Copy the records below verbatim, from the first line through the line containing "use std::fmt;", inclusive, and output nothing else.

::::

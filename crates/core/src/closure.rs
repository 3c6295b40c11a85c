//! The closure map: resolved directory to the identifier it was first seen under.

use crate::error::{Error, Result};
use serde::Serialize;
use std::collections::BTreeMap;
use std::collections::btree_map::Entry;
use std::fmt;
use std::path::{Path, PathBuf};

/// A first-writer-wins collision recorded while building a [`ClosureMap`].
#[derive(Debug, Clone, PartialEq, Eq, Serialize)]
#[serde(tag = "kind", rename_all = "snake_case")]
pub enum Ambiguity {
    /// A directory already in the map was reached again under another identifier.
    DirectoryRenamed {
        /// The directory in question.
        dir: PathBuf,
        /// Identifier kept in the map.
        kept: String,
        /// Identifier that was dropped.
        dropped: String,
    },
    /// One identifier was recorded for two different directories; both land in
    /// the same `vendor/<identifier>` subtree.
    IdentifierSplit {
        /// The shared identifier.
        import_path: String,
        /// Directory recorded first.
        first: PathBuf,
        /// Directory recorded later.
        second: PathBuf,
    },
}

impl fmt::Display for Ambiguity {
    fn fmt(&self, f: &mut fmt::Formatter<'_>) -> fmt::Result {
        match self {
            Self::DirectoryRenamed { dir, kept, dropped } => write!(
                f,
                "{} imported as both {kept:?} and {dropped:?}",
                dir.display()
            ),
            Self::IdentifierSplit {
                import_path,
                first,
                second,
            } => write!(
                f,
                "{import_path:?} resolves to both {} and {}",
                first.display(),
                second.display()
            ),
        }
    }
}

/// Mapping from each vendored directory to its import identifier.
///
/// Iteration is ordered by directory so logs and copies are deterministic.
#[derive(Debug, Clone, Default, PartialEq, Eq, Serialize)]
pub struct ClosureMap {
    entries: BTreeMap<PathBuf, String>,
    #[serde(skip_serializing_if = "Vec::is_empty")]
    ambiguities: Vec<Ambiguity>,
    #[serde(skip)]
    by_import: BTreeMap<String, PathBuf>,
}

impl ClosureMap {
    /// Creates an empty map.
    #[must_use]
    pub fn new() -> Self {
        Self::default()
    }

    /// Records `dir` under `import_path` unless `dir` is already present.
    ///
    /// Returns true when a new entry was added. Collisions are kept as
    /// [`Ambiguity`] values and logged.
    pub fn insert(&mut self, dir: impl Into<PathBuf>, import_path: impl Into<String>) -> bool {
        let dir = dir.into();
        let import_path = import_path.into();

        let (inserted, ambiguity) = match self.entries.entry(dir) {
            Entry::Occupied(existing) if existing.get() == &import_path => (false, None),
            Entry::Occupied(existing) => {
                let ambiguity = Ambiguity::DirectoryRenamed {
                    dir: existing.key().clone(),
                    kept: existing.get().clone(),
                    dropped: import_path,
                };
                (false, Some(ambiguity))
            }
            Entry::Vacant(slot) => {
                let dir = slot.key().clone();
                slot.insert(import_path.clone());
                let ambiguity = match self.by_import.entry(import_path) {
                    Entry::Occupied(first) => Some(Ambiguity::IdentifierSplit {
                        import_path: first.key().clone(),
                        first: first.get().clone(),
                        second: dir,
                    }),
                    Entry::Vacant(slot) => {
                        slot.insert(dir);
                        None
                    }
                };
                (true, ambiguity)
            }
        };

        if let Some(ambiguity) = ambiguity {
            self.record(ambiguity);
        }
        inserted
    }

    fn record(&mut self, ambiguity: Ambiguity) {
        if self.ambiguities.contains(&ambiguity) {
            return;
        }
        tracing::warn!("Ambiguous vendoring: {}", ambiguity);
        self.ambiguities.push(ambiguity);
    }

    /// Identifier recorded for `dir`, if any.
    #[must_use]
    pub fn get(&self, dir: &Path) -> Option<&str> {
        self.entries.get(dir).map(String::as_str)
    }

    /// Returns true if `dir` is part of the closure.
    #[must_use]
    pub fn contains(&self, dir: &Path) -> bool {
        self.entries.contains_key(dir)
    }

    /// Number of vendored directories.
    #[must_use]
    pub fn len(&self) -> usize {
        self.entries.len()
    }

    /// Returns true if nothing needs vendoring.
    #[must_use]
    pub fn is_empty(&self) -> bool {
        self.entries.is_empty()
    }

    /// Iterates `(directory, identifier)` pairs in directory order.
    pub fn iter(&self) -> impl Iterator<Item = (&Path, &str)> {
        self.entries
            .iter()
            .map(|(dir, import_path)| (dir.as_path(), import_path.as_str()))
    }

    /// Collisions seen while building the map, in discovery order.
    #[must_use]
    pub fn ambiguities(&self) -> &[Ambiguity] {
        &self.ambiguities
    }

    /// Fails if any collision was recorded.
    ///
    /// # Errors
    ///
    /// Returns [`Error::AmbiguousVendoring`] listing every collision.
    pub fn ensure_unambiguous(&self) -> Result<()> {
        if self.ambiguities.is_empty() {
            Ok(())
        } else {
            Err(Error::AmbiguousVendoring {
                ambiguities: self.ambiguities.clone(),
            })
        }
    }
}

impl<'a> IntoIterator for &'a ClosureMap {
    type Item = (&'a Path, &'a str);
    type IntoIter = Box<dyn Iterator<Item = (&'a Path, &'a str)> + 'a>;

    fn into_iter(self) -> Self::IntoIter {
        Box::new(self.iter())
    }
}

#[cfg(test)]
mod tests {
    use super::*;

    #[test]
    fn test_first_writer_wins() {
        let mut map = ClosureMap::new();
        assert!(map.insert("/src/a", "pkgA"));
        assert!(!map.insert("/src/a", "alias/pkgA"));

        assert_eq!(map.len(), 1);
        assert_eq!(map.get(Path::new("/src/a")), Some("pkgA"));
        assert_eq!(
            map.ambiguities(),
            [Ambiguity::DirectoryRenamed {
                dir: PathBuf::from("/src/a"),
                kept: "pkgA".to_string(),
                dropped: "alias/pkgA".to_string(),
            }]
        );
    }

    #[test]
    fn test_same_identifier_rediscovery_is_not_ambiguous() {
        let mut map = ClosureMap::new();
        map.insert("/src/a", "pkgA");
        map.insert("/src/a", "pkgA");

        assert_eq!(map.len(), 1);
        assert!(map.ambiguities().is_empty());
    }

    #[test]
    fn test_identifier_split_keeps_both_directories() {
        let mut map = ClosureMap::new();
        map.insert("/gopath/src/pkgB", "pkgB");
        map.insert("/src/app/vendor/pkgB", "pkgB");

        assert_eq!(map.len(), 2);
        assert!(matches!(
            map.ambiguities(),
            [Ambiguity::IdentifierSplit { import_path, .. }] if import_path == "pkgB"
        ));
    }

    #[test]
    fn test_repeated_collision_recorded_once() {
        let mut map = ClosureMap::new();
        map.insert("/src/a", "pkgA");
        map.insert("/src/a", "other");
        map.insert("/src/a", "other");

        assert_eq!(map.ambiguities().len(), 1);
    }

    #[test]
    fn test_ensure_unambiguous() {
        let mut map = ClosureMap::new();
        map.insert("/src/a", "pkgA");
        assert!(map.ensure_unambiguous().is_ok());

        map.insert("/src/a", "other");
        assert!(matches!(
            map.ensure_unambiguous(),
            Err(Error::AmbiguousVendoring { ambiguities }) if ambiguities.len() == 1
        ));
    }

    #[test]
    fn test_iteration_is_ordered_by_directory() {
        let mut map = ClosureMap::new();
        map.insert("/src/z", "z");
        map.insert("/src/a", "a");
        map.insert("/src/m", "m");

        let dirs: Vec<_> = map.iter().map(|(dir, _)| dir.to_path_buf()).collect();
        assert_eq!(
            dirs,
            vec![
                PathBuf::from("/src/a"),
                PathBuf::from("/src/m"),
                PathBuf::from("/src/z"),
            ]
        );
    }

    #[test]
    fn test_serializes_entries_as_object() {
        let mut map = ClosureMap::new();
        map.insert("/src/a", "pkgA");

        let json = serde_json::to_value(&map).unwrap();
        assert_eq!(json["entries"]["/src/a"], "pkgA");
        assert!(json.get("ambiguities").is_none());
    }
}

::::

SOLUTION:
filename crates/core/src/closure.rs
repository 3c6295b40c11a85c
//! The closure map: resolved directory to the identifier it was first seen under.

use crate::error::{Error, Result};
use serde::Serialize;
use std::collections::BTreeMap;
use std::collections::btree_map::Entry;
use std::fmt;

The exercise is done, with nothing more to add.